Return, from the listing below, every line that includes "Serialization".
BEGIN THE DATA
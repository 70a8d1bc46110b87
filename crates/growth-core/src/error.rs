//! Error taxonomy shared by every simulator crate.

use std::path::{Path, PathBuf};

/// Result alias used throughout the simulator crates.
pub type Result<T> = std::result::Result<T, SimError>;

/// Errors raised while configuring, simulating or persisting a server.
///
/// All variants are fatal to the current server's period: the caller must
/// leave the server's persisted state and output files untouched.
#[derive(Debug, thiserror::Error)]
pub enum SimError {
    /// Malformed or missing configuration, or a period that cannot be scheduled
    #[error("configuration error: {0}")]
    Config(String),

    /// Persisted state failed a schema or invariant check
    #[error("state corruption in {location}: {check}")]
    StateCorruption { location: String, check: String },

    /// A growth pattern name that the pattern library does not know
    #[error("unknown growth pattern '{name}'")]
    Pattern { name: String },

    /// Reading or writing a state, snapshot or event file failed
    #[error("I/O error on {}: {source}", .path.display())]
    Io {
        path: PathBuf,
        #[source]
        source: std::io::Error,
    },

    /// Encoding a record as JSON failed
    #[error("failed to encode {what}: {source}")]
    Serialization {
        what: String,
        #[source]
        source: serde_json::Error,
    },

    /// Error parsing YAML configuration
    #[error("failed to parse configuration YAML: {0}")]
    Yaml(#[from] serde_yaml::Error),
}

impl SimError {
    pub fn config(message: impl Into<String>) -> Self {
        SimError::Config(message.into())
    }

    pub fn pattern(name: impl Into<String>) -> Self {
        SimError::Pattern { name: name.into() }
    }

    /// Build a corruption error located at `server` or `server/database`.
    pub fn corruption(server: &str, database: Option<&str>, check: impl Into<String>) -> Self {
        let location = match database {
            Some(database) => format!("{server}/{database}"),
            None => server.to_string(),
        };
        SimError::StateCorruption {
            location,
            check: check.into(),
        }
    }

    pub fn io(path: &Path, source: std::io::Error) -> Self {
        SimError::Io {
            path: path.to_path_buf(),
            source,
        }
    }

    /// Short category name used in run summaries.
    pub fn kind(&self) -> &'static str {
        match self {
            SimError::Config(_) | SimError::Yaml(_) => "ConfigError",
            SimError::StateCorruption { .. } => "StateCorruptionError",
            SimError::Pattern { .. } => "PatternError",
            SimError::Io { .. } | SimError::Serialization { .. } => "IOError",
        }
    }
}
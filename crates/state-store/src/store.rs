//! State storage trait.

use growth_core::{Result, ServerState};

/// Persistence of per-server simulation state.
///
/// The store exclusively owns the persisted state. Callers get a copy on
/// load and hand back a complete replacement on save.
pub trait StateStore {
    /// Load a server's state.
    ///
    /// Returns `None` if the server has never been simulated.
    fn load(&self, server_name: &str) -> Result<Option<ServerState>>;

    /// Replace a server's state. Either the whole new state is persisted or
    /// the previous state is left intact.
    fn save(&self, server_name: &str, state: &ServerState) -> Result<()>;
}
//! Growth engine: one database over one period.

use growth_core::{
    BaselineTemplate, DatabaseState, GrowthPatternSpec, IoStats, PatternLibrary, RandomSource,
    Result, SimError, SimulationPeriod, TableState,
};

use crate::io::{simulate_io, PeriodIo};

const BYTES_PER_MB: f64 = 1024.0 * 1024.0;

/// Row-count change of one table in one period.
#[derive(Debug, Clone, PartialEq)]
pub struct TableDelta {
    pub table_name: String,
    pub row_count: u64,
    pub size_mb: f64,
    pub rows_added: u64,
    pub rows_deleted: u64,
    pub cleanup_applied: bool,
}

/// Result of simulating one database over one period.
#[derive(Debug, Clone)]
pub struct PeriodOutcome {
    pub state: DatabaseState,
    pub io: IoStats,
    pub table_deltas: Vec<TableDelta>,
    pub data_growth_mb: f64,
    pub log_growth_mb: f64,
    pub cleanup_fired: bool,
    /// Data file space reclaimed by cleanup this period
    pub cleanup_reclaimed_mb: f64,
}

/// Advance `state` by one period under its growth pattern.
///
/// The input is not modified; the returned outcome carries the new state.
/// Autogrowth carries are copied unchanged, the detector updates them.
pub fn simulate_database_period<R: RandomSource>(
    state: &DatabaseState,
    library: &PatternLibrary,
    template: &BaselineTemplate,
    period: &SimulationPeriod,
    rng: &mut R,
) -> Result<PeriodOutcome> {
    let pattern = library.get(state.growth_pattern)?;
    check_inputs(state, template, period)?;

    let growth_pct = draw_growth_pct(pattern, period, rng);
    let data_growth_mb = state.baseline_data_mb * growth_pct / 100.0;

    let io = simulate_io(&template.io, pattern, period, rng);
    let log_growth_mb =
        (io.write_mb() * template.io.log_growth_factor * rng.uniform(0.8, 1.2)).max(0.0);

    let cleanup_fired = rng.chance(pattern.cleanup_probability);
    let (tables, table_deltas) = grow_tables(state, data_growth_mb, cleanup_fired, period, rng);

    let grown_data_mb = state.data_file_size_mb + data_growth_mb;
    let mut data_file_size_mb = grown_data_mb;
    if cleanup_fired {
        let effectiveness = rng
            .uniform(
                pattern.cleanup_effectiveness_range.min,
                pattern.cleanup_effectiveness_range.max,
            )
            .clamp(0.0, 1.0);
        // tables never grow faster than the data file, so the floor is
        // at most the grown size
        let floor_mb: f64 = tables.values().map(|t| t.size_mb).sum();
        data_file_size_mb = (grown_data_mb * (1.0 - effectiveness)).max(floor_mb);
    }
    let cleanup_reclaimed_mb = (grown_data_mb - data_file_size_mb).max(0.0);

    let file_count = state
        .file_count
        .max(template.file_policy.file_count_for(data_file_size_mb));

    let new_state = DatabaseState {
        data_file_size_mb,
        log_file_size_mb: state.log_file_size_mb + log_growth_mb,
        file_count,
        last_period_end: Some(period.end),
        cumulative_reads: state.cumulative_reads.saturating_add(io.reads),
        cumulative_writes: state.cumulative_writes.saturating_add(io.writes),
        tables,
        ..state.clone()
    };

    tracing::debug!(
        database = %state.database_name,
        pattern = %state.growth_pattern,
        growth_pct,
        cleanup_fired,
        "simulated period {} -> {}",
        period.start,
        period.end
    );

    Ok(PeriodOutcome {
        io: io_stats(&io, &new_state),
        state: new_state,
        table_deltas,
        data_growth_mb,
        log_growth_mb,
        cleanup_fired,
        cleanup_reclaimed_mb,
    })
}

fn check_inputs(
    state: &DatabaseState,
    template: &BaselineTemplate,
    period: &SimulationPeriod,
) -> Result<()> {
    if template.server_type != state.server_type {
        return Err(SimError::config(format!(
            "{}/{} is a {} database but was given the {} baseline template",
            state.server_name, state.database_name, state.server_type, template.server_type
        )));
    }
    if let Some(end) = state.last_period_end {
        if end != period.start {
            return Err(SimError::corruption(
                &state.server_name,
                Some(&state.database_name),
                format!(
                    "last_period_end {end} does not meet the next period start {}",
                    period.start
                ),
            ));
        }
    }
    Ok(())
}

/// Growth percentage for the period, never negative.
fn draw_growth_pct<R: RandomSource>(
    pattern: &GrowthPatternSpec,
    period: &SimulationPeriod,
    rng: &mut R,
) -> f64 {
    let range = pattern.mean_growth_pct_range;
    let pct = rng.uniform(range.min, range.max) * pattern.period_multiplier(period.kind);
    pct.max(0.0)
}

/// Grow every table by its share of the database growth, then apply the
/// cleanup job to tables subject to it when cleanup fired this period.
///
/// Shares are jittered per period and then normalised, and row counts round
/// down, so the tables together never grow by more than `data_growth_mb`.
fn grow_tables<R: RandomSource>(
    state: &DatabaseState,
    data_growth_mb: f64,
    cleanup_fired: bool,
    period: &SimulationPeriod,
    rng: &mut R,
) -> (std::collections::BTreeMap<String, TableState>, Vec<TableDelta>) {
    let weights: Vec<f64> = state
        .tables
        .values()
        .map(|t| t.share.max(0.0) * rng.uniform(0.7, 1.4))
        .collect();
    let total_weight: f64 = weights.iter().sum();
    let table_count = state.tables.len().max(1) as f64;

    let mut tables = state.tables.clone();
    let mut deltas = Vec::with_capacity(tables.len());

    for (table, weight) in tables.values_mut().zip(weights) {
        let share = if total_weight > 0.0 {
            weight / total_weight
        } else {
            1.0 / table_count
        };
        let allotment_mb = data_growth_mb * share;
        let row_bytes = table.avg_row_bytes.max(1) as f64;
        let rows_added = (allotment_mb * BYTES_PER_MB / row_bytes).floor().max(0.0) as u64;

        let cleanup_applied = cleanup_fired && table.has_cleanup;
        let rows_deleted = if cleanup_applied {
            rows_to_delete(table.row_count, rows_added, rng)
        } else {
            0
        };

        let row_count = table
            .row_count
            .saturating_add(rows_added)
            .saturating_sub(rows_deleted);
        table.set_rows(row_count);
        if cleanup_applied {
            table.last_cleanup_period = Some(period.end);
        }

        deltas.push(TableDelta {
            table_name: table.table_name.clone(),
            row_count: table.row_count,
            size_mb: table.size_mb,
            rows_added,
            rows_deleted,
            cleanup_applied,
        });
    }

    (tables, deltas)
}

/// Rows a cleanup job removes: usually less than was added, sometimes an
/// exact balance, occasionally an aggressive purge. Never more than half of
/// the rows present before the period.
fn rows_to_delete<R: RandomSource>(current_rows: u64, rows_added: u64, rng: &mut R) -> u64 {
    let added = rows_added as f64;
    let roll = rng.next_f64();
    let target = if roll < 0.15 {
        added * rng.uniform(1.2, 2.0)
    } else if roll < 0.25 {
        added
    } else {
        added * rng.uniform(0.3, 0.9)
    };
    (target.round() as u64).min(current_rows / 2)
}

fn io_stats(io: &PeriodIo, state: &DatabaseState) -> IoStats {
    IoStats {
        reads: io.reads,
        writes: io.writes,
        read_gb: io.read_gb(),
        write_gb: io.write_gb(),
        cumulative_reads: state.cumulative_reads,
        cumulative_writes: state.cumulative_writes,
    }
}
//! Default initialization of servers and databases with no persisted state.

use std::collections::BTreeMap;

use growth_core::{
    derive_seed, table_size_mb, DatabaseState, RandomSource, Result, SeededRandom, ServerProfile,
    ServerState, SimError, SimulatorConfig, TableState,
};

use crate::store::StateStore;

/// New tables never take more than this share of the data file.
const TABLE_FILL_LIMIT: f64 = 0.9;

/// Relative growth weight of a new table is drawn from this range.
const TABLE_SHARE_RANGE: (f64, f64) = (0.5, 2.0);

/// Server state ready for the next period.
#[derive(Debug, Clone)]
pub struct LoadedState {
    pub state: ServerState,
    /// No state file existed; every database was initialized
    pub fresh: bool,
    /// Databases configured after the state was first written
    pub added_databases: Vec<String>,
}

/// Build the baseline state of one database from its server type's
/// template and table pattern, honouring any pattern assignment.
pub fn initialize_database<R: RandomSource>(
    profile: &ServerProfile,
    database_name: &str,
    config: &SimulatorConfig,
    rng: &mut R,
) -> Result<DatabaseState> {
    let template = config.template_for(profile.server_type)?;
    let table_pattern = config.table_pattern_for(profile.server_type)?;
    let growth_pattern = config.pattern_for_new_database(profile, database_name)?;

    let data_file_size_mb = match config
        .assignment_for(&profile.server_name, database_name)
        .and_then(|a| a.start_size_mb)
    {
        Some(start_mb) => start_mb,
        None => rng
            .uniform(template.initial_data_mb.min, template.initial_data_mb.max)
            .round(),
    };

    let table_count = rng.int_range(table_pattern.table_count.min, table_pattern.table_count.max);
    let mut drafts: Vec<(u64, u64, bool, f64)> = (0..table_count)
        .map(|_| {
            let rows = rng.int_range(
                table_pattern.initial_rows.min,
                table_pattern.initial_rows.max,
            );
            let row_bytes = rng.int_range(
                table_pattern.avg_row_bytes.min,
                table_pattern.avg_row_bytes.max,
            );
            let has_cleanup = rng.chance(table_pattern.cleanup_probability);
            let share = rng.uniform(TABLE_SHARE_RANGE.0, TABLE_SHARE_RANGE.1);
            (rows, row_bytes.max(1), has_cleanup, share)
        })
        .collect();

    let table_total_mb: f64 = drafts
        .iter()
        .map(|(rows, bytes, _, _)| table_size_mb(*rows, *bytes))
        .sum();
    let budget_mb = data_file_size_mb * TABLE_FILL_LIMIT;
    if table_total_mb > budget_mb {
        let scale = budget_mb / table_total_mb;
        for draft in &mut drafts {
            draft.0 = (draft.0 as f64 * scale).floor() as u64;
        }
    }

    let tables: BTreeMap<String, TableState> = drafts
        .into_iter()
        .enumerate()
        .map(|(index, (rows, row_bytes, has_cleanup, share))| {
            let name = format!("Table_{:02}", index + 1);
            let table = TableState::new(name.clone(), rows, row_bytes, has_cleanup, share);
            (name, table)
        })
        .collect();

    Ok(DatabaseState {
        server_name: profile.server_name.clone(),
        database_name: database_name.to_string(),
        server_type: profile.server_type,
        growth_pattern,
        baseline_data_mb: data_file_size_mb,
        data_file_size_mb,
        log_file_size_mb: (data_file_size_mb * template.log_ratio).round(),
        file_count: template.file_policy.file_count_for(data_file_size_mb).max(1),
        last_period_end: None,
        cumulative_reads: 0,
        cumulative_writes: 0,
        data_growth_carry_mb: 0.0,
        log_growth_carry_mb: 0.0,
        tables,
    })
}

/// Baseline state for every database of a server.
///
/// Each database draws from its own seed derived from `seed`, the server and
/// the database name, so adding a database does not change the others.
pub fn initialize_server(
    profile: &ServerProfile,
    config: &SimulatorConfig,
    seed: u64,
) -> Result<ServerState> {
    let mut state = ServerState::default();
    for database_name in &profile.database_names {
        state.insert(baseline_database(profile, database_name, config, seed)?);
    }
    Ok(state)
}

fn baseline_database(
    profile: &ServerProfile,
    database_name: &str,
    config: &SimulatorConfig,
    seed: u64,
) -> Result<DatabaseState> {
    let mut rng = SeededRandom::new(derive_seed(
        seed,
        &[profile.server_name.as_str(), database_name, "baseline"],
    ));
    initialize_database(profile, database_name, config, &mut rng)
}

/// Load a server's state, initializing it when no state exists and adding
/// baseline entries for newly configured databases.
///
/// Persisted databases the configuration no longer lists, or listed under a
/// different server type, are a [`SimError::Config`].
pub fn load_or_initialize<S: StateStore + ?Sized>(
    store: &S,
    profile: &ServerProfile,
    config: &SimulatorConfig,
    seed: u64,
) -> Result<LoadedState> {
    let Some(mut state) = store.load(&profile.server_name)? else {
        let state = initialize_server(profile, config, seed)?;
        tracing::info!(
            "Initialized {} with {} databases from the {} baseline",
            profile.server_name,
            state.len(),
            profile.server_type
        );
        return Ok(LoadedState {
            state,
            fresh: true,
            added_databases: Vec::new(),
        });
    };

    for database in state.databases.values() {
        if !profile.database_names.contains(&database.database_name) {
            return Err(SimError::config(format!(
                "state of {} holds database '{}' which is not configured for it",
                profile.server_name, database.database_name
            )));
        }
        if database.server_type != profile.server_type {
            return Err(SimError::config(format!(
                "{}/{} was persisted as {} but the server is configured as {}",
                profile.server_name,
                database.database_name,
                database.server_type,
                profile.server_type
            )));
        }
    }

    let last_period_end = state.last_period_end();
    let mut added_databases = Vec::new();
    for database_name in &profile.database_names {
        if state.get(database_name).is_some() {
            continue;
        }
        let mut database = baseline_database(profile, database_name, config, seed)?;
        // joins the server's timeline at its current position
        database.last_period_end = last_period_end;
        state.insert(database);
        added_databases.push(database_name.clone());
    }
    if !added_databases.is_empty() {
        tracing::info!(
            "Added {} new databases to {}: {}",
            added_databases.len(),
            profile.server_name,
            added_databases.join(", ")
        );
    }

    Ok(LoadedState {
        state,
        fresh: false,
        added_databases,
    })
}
END THE DATA
BEGIN THE DATA
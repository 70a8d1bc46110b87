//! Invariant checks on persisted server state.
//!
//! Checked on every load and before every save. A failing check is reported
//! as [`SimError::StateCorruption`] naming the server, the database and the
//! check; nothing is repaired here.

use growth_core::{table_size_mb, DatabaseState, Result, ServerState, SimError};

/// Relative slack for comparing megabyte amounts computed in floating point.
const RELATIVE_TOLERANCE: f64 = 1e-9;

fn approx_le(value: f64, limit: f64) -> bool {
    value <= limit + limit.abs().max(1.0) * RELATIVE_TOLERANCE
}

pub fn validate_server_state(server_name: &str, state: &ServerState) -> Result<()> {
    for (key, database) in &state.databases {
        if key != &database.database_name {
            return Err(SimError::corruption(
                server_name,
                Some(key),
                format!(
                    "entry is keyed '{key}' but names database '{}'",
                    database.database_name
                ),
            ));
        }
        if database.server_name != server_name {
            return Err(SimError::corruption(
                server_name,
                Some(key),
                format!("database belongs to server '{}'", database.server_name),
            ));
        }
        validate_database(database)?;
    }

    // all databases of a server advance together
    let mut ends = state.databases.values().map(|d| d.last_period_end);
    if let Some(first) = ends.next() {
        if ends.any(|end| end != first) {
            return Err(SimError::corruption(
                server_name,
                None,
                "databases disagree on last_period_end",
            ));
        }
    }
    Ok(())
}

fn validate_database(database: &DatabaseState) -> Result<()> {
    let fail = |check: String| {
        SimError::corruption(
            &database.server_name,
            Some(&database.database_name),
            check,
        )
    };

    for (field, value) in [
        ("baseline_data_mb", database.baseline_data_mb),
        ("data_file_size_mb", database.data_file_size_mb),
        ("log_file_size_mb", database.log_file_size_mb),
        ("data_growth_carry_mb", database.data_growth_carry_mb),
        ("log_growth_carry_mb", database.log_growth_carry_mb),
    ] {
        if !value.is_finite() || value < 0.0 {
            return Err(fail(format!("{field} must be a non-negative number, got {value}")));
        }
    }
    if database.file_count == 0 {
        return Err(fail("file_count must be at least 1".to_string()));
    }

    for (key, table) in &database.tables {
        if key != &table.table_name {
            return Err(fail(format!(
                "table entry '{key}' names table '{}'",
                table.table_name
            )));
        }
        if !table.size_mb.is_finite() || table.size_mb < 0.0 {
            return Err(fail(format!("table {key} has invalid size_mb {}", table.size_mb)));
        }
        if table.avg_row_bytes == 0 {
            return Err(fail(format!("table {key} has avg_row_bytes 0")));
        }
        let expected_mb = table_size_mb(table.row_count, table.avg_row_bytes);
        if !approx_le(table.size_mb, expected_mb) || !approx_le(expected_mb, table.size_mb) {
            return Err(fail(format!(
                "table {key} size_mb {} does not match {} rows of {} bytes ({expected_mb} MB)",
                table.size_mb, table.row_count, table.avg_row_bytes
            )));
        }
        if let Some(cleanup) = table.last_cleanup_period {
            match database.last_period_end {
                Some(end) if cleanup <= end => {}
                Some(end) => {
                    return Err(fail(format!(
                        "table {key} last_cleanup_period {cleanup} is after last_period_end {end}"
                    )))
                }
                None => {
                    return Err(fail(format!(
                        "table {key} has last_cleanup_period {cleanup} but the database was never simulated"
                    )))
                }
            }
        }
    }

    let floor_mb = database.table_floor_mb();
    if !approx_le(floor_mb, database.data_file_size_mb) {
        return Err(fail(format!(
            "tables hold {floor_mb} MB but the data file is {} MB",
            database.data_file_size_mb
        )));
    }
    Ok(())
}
END THE DATA
● **RESPONSE BELOW**:
    Serialization {
            SimError::Io { .. } | SimError::Serialization { .. } => "IOError",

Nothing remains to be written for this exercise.